Jul 5, 2007
They are conducting trials in Cambridge with 12 youngsters aged five to 18.
All have type-one diabetes which means their pancreas does not produce insulin - the hormone that regulates blood sugar levels.
Jeremy Smith, who is studying for his A Levels, is one of the volunteers.
The 17-year-old has had several overnight stays at the city's Addenbrookes hospital.
Each time the diabetes care team fit him with a continuous glucose sensor which sits just under the skin
This beams his blood sugar readings to a monitor.
The idea then is for a computer program to work out the right dose of insulin, which is delivered via an insulin pump.
The artificial pancreas would automate diabetes care and free people from the repeated need for finger prick blood tests and insulin injections.
But the system has not gone live yet.

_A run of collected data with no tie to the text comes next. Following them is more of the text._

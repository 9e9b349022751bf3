// Shared request context and the per-request generation pipeline.
//
// `ServiceContext` is assembled once at startup and cloned into every worker
// thread. The config is immutable, the generator and encoder are
// `Send + Sync` trait objects behind `Arc`, and one output lock is shared by
// every clone so concurrent requests never read back each other's files.
//
// Pipeline for one request:
//   primer text -> build_primer -> compute_window -> invoke -> Option<file>
// A window that would be empty is logged and yields `Ok(None)`; the endpoint
// turns that into its "File not found" response.

use crate::config::ServiceConfig;
use crate::error::Result;
use crate::invoke::{GeneratedFile, InvokeSettings, invoke, timestamp_now};
use crate::primer::build_primer;
use crate::window::compute_window;
use pianoroll_model::{Bundle, PianorollGenerator, SequenceGenerator, config_for_bundle};
use pianoroll_sequence::{MidiEncoder, SmfEncoder};
use std::sync::{Arc, Mutex};
use tracing::{debug, error, info};

#[derive(Clone)]
pub struct ServiceContext {
    config: Arc<ServiceConfig>,
    generator: Arc<dyn SequenceGenerator>,
    encoder: Arc<dyn MidiEncoder>,
    output_lock: Arc<Mutex<()>>,
}

impl ServiceContext {
    pub fn new(
        config: ServiceConfig,
        generator: Arc<dyn SequenceGenerator>,
        encoder: Arc<dyn MidiEncoder>,
    ) -> Self {
        ServiceContext {
            config: Arc::new(config),
            generator,
            encoder,
            output_lock: Arc::new(Mutex::new(())),
        }
    }

    /// Validate `config`, load its bundle, and build the production generator
    /// and encoder.
    pub fn from_config(config: ServiceConfig) -> Result<Self> {
        config.validate()?;
        let bundle = Bundle::load(&config.bundle_file)?;
        let model_config = config_for_bundle(
            &bundle,
            &config.hparams,
            config.beam_size,
            config.branch_factor,
        )?;
        let generator = PianorollGenerator::new(&model_config, &bundle, config.seed)?;
        info!(
            generator_id = %generator.details().id,
            steps_per_quarter = generator.steps_per_quarter(),
            num_steps = config.num_steps,
            qpm = config.effective_qpm(),
            "generator ready"
        );
        Ok(Self::new(config, Arc::new(generator), Arc::new(SmfEncoder)))
    }

    pub fn config(&self) -> &ServiceConfig {
        &self.config
    }

    /// Run the full pipeline for one request. Returns the last file written,
    /// or `None` if the primer leaves nothing to generate.
    pub fn generate_from_primer(&self, primer_pitches: Option<&str>) -> Result<Option<GeneratedFile>> {
        let qpm = self.config.effective_qpm();
        let primer = build_primer(primer_pitches, qpm)?;

        let window = match compute_window(
            &primer,
            qpm,
            self.generator.steps_per_quarter(),
            self.config.num_steps,
        ) {
            Ok(window) => window,
            Err(err) => {
                error!(
                    primer_length = err.start_time,
                    requested_length = err.end_time,
                    "{err}"
                );
                return Ok(None);
            }
        };

        debug!(
            start_time = window.start_time,
            end_time = window.end_time,
            duration = window.duration(),
            "generation window"
        );

        let settings = InvokeSettings::from_config(&self.config);
        invoke(
            self.generator.as_ref(),
            self.encoder.as_ref(),
            &primer,
            window,
            &settings,
            &timestamp_now(),
            &self.output_lock,
        )
    }
}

Instead, Jeremy's glucose levels are checked every 15 minutes throughout the night and his insulin dose is altered manually.
It will be another six months before the first automated, hands-free trial is conducted.

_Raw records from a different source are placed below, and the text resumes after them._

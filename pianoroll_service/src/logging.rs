// Process-wide tracing setup.
//
// The configured `log` value (DEBUG, INFO, WARN, ERROR, FATAL) becomes the
// default filter directive. `RUST_LOG`, when set and parseable, takes
// precedence so a single module can be turned up without editing the config.
// FATAL has no tracing level of its own and maps to error.

use tracing_subscriber::EnvFilter;

/// Map a configured verbosity name to a tracing filter directive.
/// Case-insensitive; `None` for unknown names.
pub fn log_directive(level: &str) -> Option<&'static str> {
    match level.trim().to_ascii_uppercase().as_str() {
        "DEBUG" => Some("debug"),
        "INFO" => Some("info"),
        "WARN" | "WARNING" => Some("warn"),
        "ERROR" | "FATAL" => Some("error"),
        _ => None,
    }
}

/// Install the global subscriber. A second call is a no-op, which keeps
/// tests that start several servers from tripping over each other.
pub fn init_logging(level: &str) {
    let directive = log_directive(level).unwrap_or("info");
    let filter = EnvFilter::try_from_default_env().unwrap_or_else(|_| EnvFilter::new(directive));
    let _ = tracing_subscriber::fmt()
        .with_env_filter(filter)
        .with_target(false)
        .try_init();
}
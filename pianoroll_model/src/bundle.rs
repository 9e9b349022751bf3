// Model bundles: a single file packaging a generator id with the trained
// tables the generator samples from.
//
// The bundle is a JSON manifest. `generator_details.id` selects the model
// configuration (see `config.rs`); `checkpoint` holds the pianoroll tables.
// A bundle without a checkpoint is valid and falls back to the built-in
// tables, which is useful for smoke-testing a deployment.

use crate::error::{ModelError, Result};
use crate::pianoroll::PianorollCheckpoint;
use serde::{Deserialize, Serialize};
use std::path::{Path, PathBuf};
use tracing::info;

/// Identifies which model configuration a bundle was trained with.
#[derive(Debug, Clone, PartialEq, Eq, Serialize, Deserialize)]
pub struct GeneratorDetails {
    pub id: String,
    #[serde(default)]
    pub description: String,
}

#[derive(Debug, Clone, PartialEq, Eq, Default, Serialize, Deserialize)]
pub struct BundleDetails {
    #[serde(default)]
    pub description: String,
}

#[derive(Debug, Clone, Serialize, Deserialize)]
pub struct Bundle {
    pub generator_details: GeneratorDetails,
    #[serde(default)]
    pub bundle_details: Option<BundleDetails>,
    #[serde(default)]
    pub checkpoint: Option<PianorollCheckpoint>,
}

impl Bundle {
    /// Read a bundle manifest. A leading `~` in `path` expands to `$HOME`.
    pub fn load(path: &Path) -> Result<Self> {
        let path = expand_home(path);
        let data = std::fs::read_to_string(&path).map_err(|source| ModelError::BundleIo {
            path: path.clone(),
            source,
        })?;
        let bundle: Bundle =
            serde_json::from_str(&data).map_err(|source| ModelError::BundleFormat {
                path: path.clone(),
                source,
            })?;
        info!(
            path = %path.display(),
            generator_id = %bundle.generator_details.id,
            has_checkpoint = bundle.checkpoint.is_some(),
            "loaded bundle"
        );
        Ok(bundle)
    }
}

/// Replace a leading `~` path component with the user's home directory.
/// Paths without one, or environments without `$HOME`, are returned as-is.
pub fn expand_home(path: &Path) -> PathBuf {
    let Ok(rest) = path.strip_prefix("~") else {
        return path.to_path_buf();
    };
    match std::env::var_os("HOME") {
        Some(home) => PathBuf::from(home).join(rest),
        None => path.to_path_buf(),
    }
}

The main stumbling block in the development of an artificial pancreas has been mathematical: no-one has perfected a computer program sophisticated enough to work out the right dose of insulin at any moment of the day.
The human body has a very clever way of working out exactly how much insulin the body needs, and we are only just beginning to understand that
Dr Roman Hovorka
University of Cambridge
That is why the scientist leading the trial is not a medical doctor, but a mathematician.
Dr Roman Hovorka, from the University of Cambridge, said: "For an artificial pancreas, you need a brain.
"The human body has a very clever way of working out exactly how much insulin the body needs, and we are only just beginning to understand that."
That's why the overnight trials at Addenbrookes are important.
If the team can stabilise Jeremy's glucose levels then it will help devise the algorithm needed to automate his diabetes care.
The trial went well - for the first few hours the glucose levels were flat and stable, although at one point the insulin pump became disconnected.
Jeremy has been wearing the pump for nearly three years and says this has happened only a couple of times.
The experiment will be repeated in a few days.
But the team already has enough data to show it is on track, and believes home testing of the device will happen within a year.
Nonetheless, it is likely to be several more years before a robust, workable device is widely available.
Jeremy Smith is enthusiastic about the trials and convinced an artificial pancreas is the way forward: "It would be life-changing.
"It would give far better glucose control and freedom from the side-effects of diabetes."
Karen Addington, chief executive of Juvenile Diabetes Research Foundation, has type-one diabetes.
Her charity is funding the trials in Cambridge and she is optimistic about the long-term potential of an artificial pancreas.
"Life expectancy with type-one diabetes is reduced by on average 15 years," she said.
"The artificial pancreas would remove the complications associated with the condition, such as heart and kidney disease, blindness, and stroke; it could dramatically improve quality of life, and life expectancy."